In the metastatic setting, ado-trastuzumab emtansine (T-DM1) was approved more than 5 years ago in HER2-positive metastatic breast cancer. More recently, fam-trastuzumab deruxtecan-nxki (T-DXd) became available also for patients with HER2-positive metastatic breast cancer, and sacituzumab govitecan-hziy was approved for patients with metastatic triple-negative breast cancer. These agents are but the first of an exciting class of therapeutics being evaluated as single agents and in combination with inhibitors of poly (ADP-ribose) polymerase (PARP) and immune checkpoint inhibitors.

Kevin Kalinsky, MD, MS

Kevin Kalinsky, MD, MS

“Keep your eyes on antibody-drug conjugate development,” Dr.
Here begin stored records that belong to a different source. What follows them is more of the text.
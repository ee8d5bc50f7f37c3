//! User directory queries.

use async_trait::async_trait;
use sqlx::PgPool;
use uuid::Uuid;

use coachsync_core::error::{AppError, ErrorKind};
use coachsync_core::result::AppResult;

use crate::store::UserDirectory;

/// Repository for read-only `users` lookups.
#[derive(Debug, Clone)]
pub struct UserRepository {
    pool: PgPool,
}

impl UserRepository {
    /// Create a new user repository.
    pub fn new(pool: PgPool) -> Self {
        Self { pool }
    }
}

#[async_trait]
impl UserDirectory for UserRepository {
    async fn get_user_language_code(&self, user_id: Uuid) -> AppResult<Option<String>> {
        let code: Option<Option<String>> =
            sqlx::query_scalar("SELECT language_code FROM users WHERE id = $1")
                .bind(user_id)
                .fetch_optional(&self.pool)
                .await
                .map_err(|e| {
                    AppError::with_source(ErrorKind::Database, "Failed to get user language", e)
                })?;
        Ok(code.flatten())
    }

    async fn list_users_for_notification_planning(&self) -> AppResult<Vec<Uuid>> {
        sqlx::query_scalar(
            "SELECT user_id FROM programs WHERE status IN ('active', 'planned') \
             UNION \
             SELECT user_id FROM notification_preferences WHERE enabled = TRUE \
             ORDER BY 1",
        )
        .fetch_all(&self.pool)
        .await
        .map_err(|e| AppError::with_source(ErrorKind::Database, "Failed to list planning users", e))
    }
}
Kalinsky said during a presentation at PER’s Miami Breast Cancer Conference, held virtually this year.1 “In my opinion, antibody-drug conjugates have the potential to change how we are treating patients with metastatic disease and hopefully will impact patients in the operable setting as well.”

Antibody-drug conjugates offer selective delivery of a toxic payload. They bind to an antigen and internalize to the early endosome; they are then degraded in the lysosome, triggering the release of the payload and ultimately cell death.

Sacituzumab Govitecan in Triple-Negative Disease

Sacituzumab govitecan is a humanized antibody that targets trophoblast cell-surface antigen-2 (Trop-2). Trop-2 is an epithelial antigen expressed on many solid cancers, including 88% of metastatic triple-negative breast tumors. Its SN-38 payload is more potent than the parent compound irinotecan, delivering up to 136 times more of irinotecan’s active metabolite.

Sacituzumab govitecan was approved based on findings from a single-arm open-label study (part of a basket trial). In this study, 33.3% of previously treated patients with metastatic triple-negative breast cancer responded, and stable disease was observed in 45.4%.2,3

The confirmatory trial, the phase III ASCENT study of 529 patients, was halted early due to “compelling evidence of efficacy per unanimous recommendation of the data safety and monitoring committee,” Dr. Kalinsky said. Median progression-free survival was 5.6 months with sacituzumab govitecan vs 1.7 months with standard therapy (hazard ratio [HR] = 0.41; P < .0001).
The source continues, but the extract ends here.